Barriers/Facilitators and Care Coordination of Native Hawaiians & Kidney Disease

SPECIFIC AIMS Native Hawaiians (NH) are 9.5 times more likely to be on dialysis or need a kidney transplant as compared to those who identify race as White. NH have the highest rates of end-stage kidney disease in the United States (US) and begin dialysis at younger ages (30-50 years). NHs are also at high risk for diabetes, hypertension, cardiovascular disease, stroke, & obesity which intersects with kidney disease. NHs are also one of the most under-studied racial/ethnic groups in chronic kidney disease (CKD) research.4 Therefore, there is a is critical need to examine and address kidney health disparities and inequities in the NH population.

This multi-disciplinary scientific team has conducted cross-sectional epidemiological early CKD studies over a 10-year period of time among NHs who participated in the National Kidney Foundation of Hawaii (NKFH) Kidney Early Detection & Screening (KEDS) Program. Our findings indicate NHs have a heightened risk of end stage kidney disease based on biological and clinical risk factors5 using CKD biomarkers (i.e. lab tests for estimated glomerular filtration rate (eGFR↓) and urinary albumin creatinine ratio (UACR↑). These tests are indicators of abnormal kidney function and damage. One of the US Healthy People 2030 goals is to increase the proportion of older adults with CKD to obtain recommended screening tests (eGFR, UACR) to identify CKD in the early stages. The NKFH KEDS program provides a comprehensive community early detection screening program where participants are sent their screening lab results and are asked to share these results with their primary care provider (PCP). Our previous research has highlighted significant gaps related to participant follow-up with their PCP. Therefore, using the NIMHD Framework adapted to reflect social and cultural influences of NH health focused on family and community support/resources, access to cultural institutions and practice, and access to services to optimal health and well-being, the overall goal of this study is to develop a culturally-informed care coordination model between NKFH KEDS NH participants and NKFH and PCP staff to improve screening follow-up. Our central hypothesis is that a theoretically-driven, culturally-informed, care coordination model will not improve follow-up for eGFR & UACR. To address this gap, this innovative study aims to adapt the abridged version of the Consolidated Framework for Implementation Research 2.0 framework named pragmatic context assessment tool (pCAT) for screening (eGFR, UACR) follow-up among NH adults in early stages of CKD. Specific Aims include:

Aim 1: Understand barriers and facilitators associated with culturally informed care coordination and follow-up for eGFR & UACR. First, we will conduct a formative evaluation on the barriers & facilitators of NKFH KEDS NH participants (n=25) and NKFH (n=15) and PCP (n=10) staff) and reach consensus by all (NH participants, NKFH and PCP staff, and a NH advisory group) of a feasible intervention - (1) NKFH KEDS NH participants, using the pCAT survey and interview and (2) NKFH and PCP staff, using the same pCAT18 survey and interview. NH participants (n=25) will be: (1) aged 18 years and older, (2) with eGFR < 60 ml/min/1.73m2 (Stage 3a-3b CKD) and/or ≥30 UACR, (3) have participated in the NKFH KEDS Program within 3 months, and (4) able to read, write, and speak English. NKFH (n=15) and PCP (n=10) staff's inclusion criteria include: (1) able to read, write & speak English and (2) aged 18 years and older. Three PCP sites will be selected due to high enrollment of NH patients in their practice. Consensus of key barriers/facilitators and contextual factors that will drive the intervention selection will be completed based on the evaluation results. The research team will summarize the literature on the implementation strategies, suggest strategies and reach consensus for a selected intervention by the end of study year 1. The advisory group will be made up of members from 3 NH non-profit organizations. Quantitative and qualitative analysis for the evaluation will be completed.

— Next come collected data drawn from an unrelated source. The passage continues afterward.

fn tool_kind_and_title(name: &str, tool_input: &Value) -> (ActionKind, String) {
    match name {
        "Bash" | "Shell" | "KillShell" => {
            let command = tool_input.get("command").and_then(Value::as_str).unwrap_or(name);
            (ActionKind::Command, relativize_command(command))
        }
        "Edit" | "Write" | "NotebookEdit" | "MultiEdit" => match tool_input_path(tool_input) {
            Some(path) => (ActionKind::FileChange, path.to_string()),
            None => (ActionKind::FileChange, name.to_string()),
        },
        "Read" => match tool_input_path(tool_input) {
            Some(path) => (ActionKind::Tool, format!("read: `{path}`")),
            None => (ActionKind::Tool, "read".to_string()),
        },
        "Glob" => {
            let pattern = tool_input.get("pattern").and_then(Value::as_str);
            (ActionKind::Tool, pattern.map(|p| format!("glob: `{p}`")).unwrap_or_else(|| "glob".to_string()))
        }
        "Grep" => {
            let pattern = tool_input.get("pattern").and_then(Value::as_str);
            (ActionKind::Tool, pattern.map(|p| format!("grep: {p}")).unwrap_or_else(|| "grep".to_string()))
        }
        "WebSearch" => {
            let query = tool_input.get("query").and_then(Value::as_str).unwrap_or("search");
            (ActionKind::WebSearch, query.to_string())
        }
        "WebFetch" => {
            let url = tool_input.get("url").and_then(Value::as_str).unwrap_or("fetch");
            (ActionKind::WebSearch, url.to_string())
        }
        "TodoWrite" => (ActionKind::Note, "update todos".to_string()),
        "TodoRead" => (ActionKind::Note, "read todos".to_string()),
        "AskUserQuestion" => (ActionKind::Note, "ask user".to_string()),
        "Task" | "Agent" => {
            let desc = tool_input
                .get("description")
                .or_else(|| tool_input.get("prompt"))
                .and_then(Value::as_str)
                .unwrap_or(name);
            (ActionKind::Subagent, desc.to_string())
        }
        other => (ActionKind::Tool, other.to_string()),
    }
}

fn normalize_tool_result(content: &Value) -> String {
    match content {
        Value::Null => String::new(),
        Value::String(s) => s.clone(),
        Value::Array(items) => items
            .iter()
            .filter_map(|item| item.get("text").and_then(Value::as_str).or_else(|| item.as_str()))
            .collect::<Vec<_>>()
            .join("\n"),
        Value::Object(_) => content.get("text").and_then(Value::as_str).unwrap_or_default().to_string(),
        other => other.to_string(),
    }
}
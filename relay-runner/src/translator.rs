//! Per-engine translation seam (spec.md §3, §4.1), grounded on
//! `original_source/src/takopi/runner.py`'s `JsonlSubprocessRunner` base
//! methods (`note_event`, `invalid_json_events`, `decode_error_events`,
//! `translate_error_events`, `process_error_events`, `stream_end_events`).
//! Each engine module under `engines/` implements [`Translator`] and
//! inherits these defaults rather than re-deriving the bookkeeping.

use std::collections::HashMap;

use serde_json::Value;

use relay_core::{Action, ActionKind, EngineId, Event, Level, Phase, ResumeToken, Usage};

/// Per-run scratch state a translator carries between JSON lines. Fields
/// beyond `note_seq` are a union of what the four shipped engines need
/// (codex's turn bookkeeping, claude's pending tool-call pairing) — kept on
/// one struct rather than an associated type so `Translator` stays
/// object-safe for the alias/registry layer.
#[derive(Debug, Default)]
pub struct JsonlRunState {
    pub note_seq: u64,
    pub final_answer: Option<String>,
    pub turn_index: u64,
    pub pending_actions: HashMap<String, Action>,
    pub last_assistant_text: Option<String>,
    /// Set by [`Translator::new_state`] when the engine needs a resume
    /// token picked client-side before the subprocess even starts (pi
    /// generates its own session file path). `None` means the run's
    /// resume token, if any, is whatever the caller passed in.
    pub session: Option<ResumeToken>,
    /// Set once a `Started` event has been emitted for this run, for
    /// engines (opencode, pi) whose wire protocol doesn't have a single
    /// dedicated "session opened" message.
    pub session_started: bool,
    /// Latest usage/cost accounting seen so far (pi reports it per
    /// assistant message, ahead of the final `agent_end`).
    pub usage: Option<Usage>,
    /// Set when an engine reports a terminal error ahead of its actual
    /// completion event (pi's `message_end`/`agent_end` split).
    pub run_error: Option<String>,
}

impl JsonlRunState {
    pub fn next_note_id(&mut self, tag: &str) -> String {
        self.note_seq += 1;
        format!("{tag}.note.{}", self.note_seq)
    }
}

/// Decodes one engine's newline-delimited JSON protocol into neutral
/// [`Event`]s. Implementations are pure aside from the state they're handed;
/// all process/IO concerns live in [`crate::runner::SubprocessRunner`].
pub trait Translator: Send + Sync {
    fn engine(&self) -> &EngineId;
    fn command(&self) -> &str;

    fn tag(&self) -> &str {
        self.engine().as_str()
    }

    fn build_args(&self, prompt: &str, resume: Option<&ResumeToken>) -> Vec<String>;

    /// Bytes written to the child's stdin, or `None` to close stdin
    /// immediately without writing (claude passes the prompt as an argv
    /// element instead).
    fn stdin_payload(&self, prompt: &str, _resume: Option<&ResumeToken>) -> Option<Vec<u8>> {
        Some(prompt.as_bytes().to_vec())
    }

    fn env(&self) -> Option<Vec<(String, String)>> {
        None
    }

    /// Builds fresh per-run state. Most engines ignore `resume` here and
    /// let the runner pass it through to `build_args` unchanged; pi
    /// overrides this to mint a session path up front when `resume` is
    /// `None`, storing it on `state.session` so it becomes the effective
    /// resume for the rest of the run.
    fn new_state(&self, _resume: Option<&ResumeToken>) -> JsonlRunState {
        JsonlRunState::default()
    }

    /// Translates one decoded JSON line into zero or more neutral events.
    fn translate(
        &self,
        data: &Value,
        state: &mut JsonlRunState,
        resume: Option<&ResumeToken>,
        found_session: Option<&ResumeToken>,
    ) -> Vec<Event>;

    fn note_event(&self, state: &mut JsonlRunState, message: impl Into<String>, ok: bool) -> Event {
        let message = message.into();
        let id = state.next_note_id(self.tag());
        Event::Action {
            engine: self.engine().clone(),
            action: Action::new(id, ActionKind::Warning, message.clone()),
            phase: Phase::Completed,
            ok: Some(ok),
            message: Some(message),
            level: Some(if ok { Level::Info } else { Level::Warning }),
        }
    }

    fn invalid_json_events(&self, state: &mut JsonlRunState, line: &str) -> Vec<Event> {
        tracing::debug!(line, "jsonl.parse.invalid");
        vec![self.note_event(
            state,
            format!("invalid JSON from {}; ignoring line", self.tag()),
            false,
        )]
    }

    fn decode_error_events(&self, state: &mut JsonlRunState, line: &str, error: &str) -> Vec<Event> {
        tracing::debug!(line, error, "jsonl.decode.error");
        vec![self.note_event(
            state,
            format!("invalid event from {}; ignoring line", self.tag()),
            false,
        )]
    }

    fn translate_error_events(&self, state: &mut JsonlRunState, error: &str) -> Vec<Event> {
        tracing::debug!(error, "runner.translate.error");
        vec![self.note_event(
            state,
            format!("{} translation error; ignoring event", self.tag()),
            false,
        )]
    }

    fn process_error_events(
        &self,
        state: &mut JsonlRunState,
        rc: i32,
        resume: Option<&ResumeToken>,
        found_session: Option<&ResumeToken>,
    ) -> Vec<Event> {
        let message = format!("{} failed (rc={rc}).", self.tag());
        let resume_for_completed = found_session.or(resume).cloned();
        vec![
            self.note_event(state, message.clone(), false),
            Event::Completed {
                engine: self.engine().clone(),
                ok: false,
                answer: String::new(),
                resume: resume_for_completed,
                error: Some(message),
                usage: None,
            },
        ]
    }

    fn stream_end_events(
        &self,
        _state: &mut JsonlRunState,
        resume: Option<&ResumeToken>,
        found_session: Option<&ResumeToken>,
    ) -> Vec<Event> {
        let message = format!("{} finished without a result event", self.tag());
        let resume_for_completed = found_session.or(resume).cloned();
        vec![Event::Completed {
            engine: self.engine().clone(),
            ok: false,
            answer: String::new(),
            resume: resume_for_completed,
            error: Some(message),
            usage: None,
        }]
    }
}
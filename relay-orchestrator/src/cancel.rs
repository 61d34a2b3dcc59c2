//! `/cancel` and the `takopi:cancel` callback button (spec.md §5, §6),
//! grounded on `original_source/src/takopi/runner_bridge.py`'s
//! `_handle_cancel`.

use relay_core::MessageRef;
use relay_telegram::commands::{is_cancel_callback, is_cancel_command};

use crate::running::RunningTasks;

/// Handles a potential `/cancel` reply. `progress_ref` identifies the
/// message being replied to. Returns `true` iff a running task was found
/// there and cancellation was requested.
pub async fn handle_reply_cancel(running: &RunningTasks, text: &str, progress_ref: MessageRef) -> bool {
    if !is_cancel_command(text) {
        return false;
    }
    running.request_cancel(&progress_ref).await
}

/// Handles a potential `takopi:cancel` callback button press.
pub async fn handle_callback_cancel(running: &RunningTasks, data: &str, progress_ref: MessageRef) -> bool {
    if !is_cancel_callback(data) {
        return false;
    }
    running.request_cancel(&progress_ref).await
}

#[cfg(test)]
mod tests {
    use super::*;
    use crate::running::RunningTask;

    #[tokio::test]
    async fn reply_cancel_requests_cancellation_of_registered_task() {
        let running = RunningTasks::new();
        let progress_ref = MessageRef::new(1, 42, None);
        let task = RunningTask::new(None);
        running.register(progress_ref, task.clone()).await;

        assert!(handle_reply_cancel(&running, "/cancel", progress_ref).await);
        assert!(task.cancel.is_cancelled());
    }

    #[tokio::test]
    async fn reply_cancel_ignores_unrelated_text() {
        let running = RunningTasks::new();
        let progress_ref = MessageRef::new(1, 42, None);
        let task = RunningTask::new(None);
        running.register(progress_ref, task.clone()).await;

        assert!(!handle_reply_cancel(&running, "keep going", progress_ref).await);
        assert!(!task.cancel.is_cancelled());
    }

    #[tokio::test]
    async fn callback_cancel_requires_unregistered_task_to_report_false() {
        let running = RunningTasks::new();
        let progress_ref = MessageRef::new(1, 99, None);
        assert!(!handle_callback_cancel(&running, "takopi:cancel", progress_ref).await);
    }
}
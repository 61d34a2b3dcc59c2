//! Adapts [`Orchestrator::handle_message`] into the `JobRunner` the thread
//! scheduler calls back into (spec.md §4.9). Holds only a weak reference so
//! `Orchestrator -> ThreadScheduler -> SchedulerBridge -> Orchestrator`
//! doesn't become a strong reference cycle.

use std::sync::{Arc, Weak};

use async_trait::async_trait;
use tracing::warn;

use relay_session::{JobRunner, ThreadJob};

use crate::handle_message::{IncomingPrompt, Orchestrator};

pub struct SchedulerBridge {
    orchestrator: Weak<Orchestrator>,
}

impl SchedulerBridge {
    pub fn new(orchestrator: &Arc<Orchestrator>) -> Arc<Self> {
        Arc::new(Self { orchestrator: Arc::downgrade(orchestrator) })
    }
}

#[async_trait]
impl JobRunner for SchedulerBridge {
    async fn run(&self, job: ThreadJob) {
        let Some(orchestrator) = self.orchestrator.upgrade() else {
            warn!("orchestrator.scheduler_bridge.orchestrator_gone");
            return;
        };

        let prompt = IncomingPrompt {
            chat_id: job.chat_id,
            thread_id: None,
            reply_to_message_id: job.user_msg_id,
            text: job.text,
            reply_to_text: None,
            context: job.context,
            engine_override: None,
            thread_default_engine: Some(job.resume.engine.clone()),
            resume_override: Some(job.resume),
            resume_sink: None,
        };

        if let Err(err) = orchestrator.handle_message(prompt).await {
            warn!(%err, "orchestrator.scheduled_job_failed");
        }
    }
}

Aim 2: Examine the acceptability and feasibility of a culturally-informed care coordination intervention. Second, we will evaluate our intervention by selecting one PCP site to receive usual care and other PCP site will receive the culturally informed care coordination intervention. The NKFH KEDS NH participants (n=25) and NKFH (n=5) and PCP (n=5) staff (for each, control and intervention group) will be interviewed using the pCAT18 individual survey and interview evaluation and outcomes20 of our intervention in the first 6 months of study year 2. Finally, both quantitative and qualitative analysis will be used to examine the acceptability and feasibility of the intervention in the second half of year 2.

The long-term goal of this project is to improve CKD rescreening among early stage high-risk NHs by aligning health equity with a culturally appropriate care coordination systems model. To reach this goal, results from this NIH R21 project will provide the foundation for a pilot study for an NIH R34 IRINAH. This project has the potential for dissemination to other primary care provider offices and organizations - federally qualified community centers, and hospital clinics to increase re-screening rates among high risk NHs in the early stages of CKD between community and primary care provider follow-up.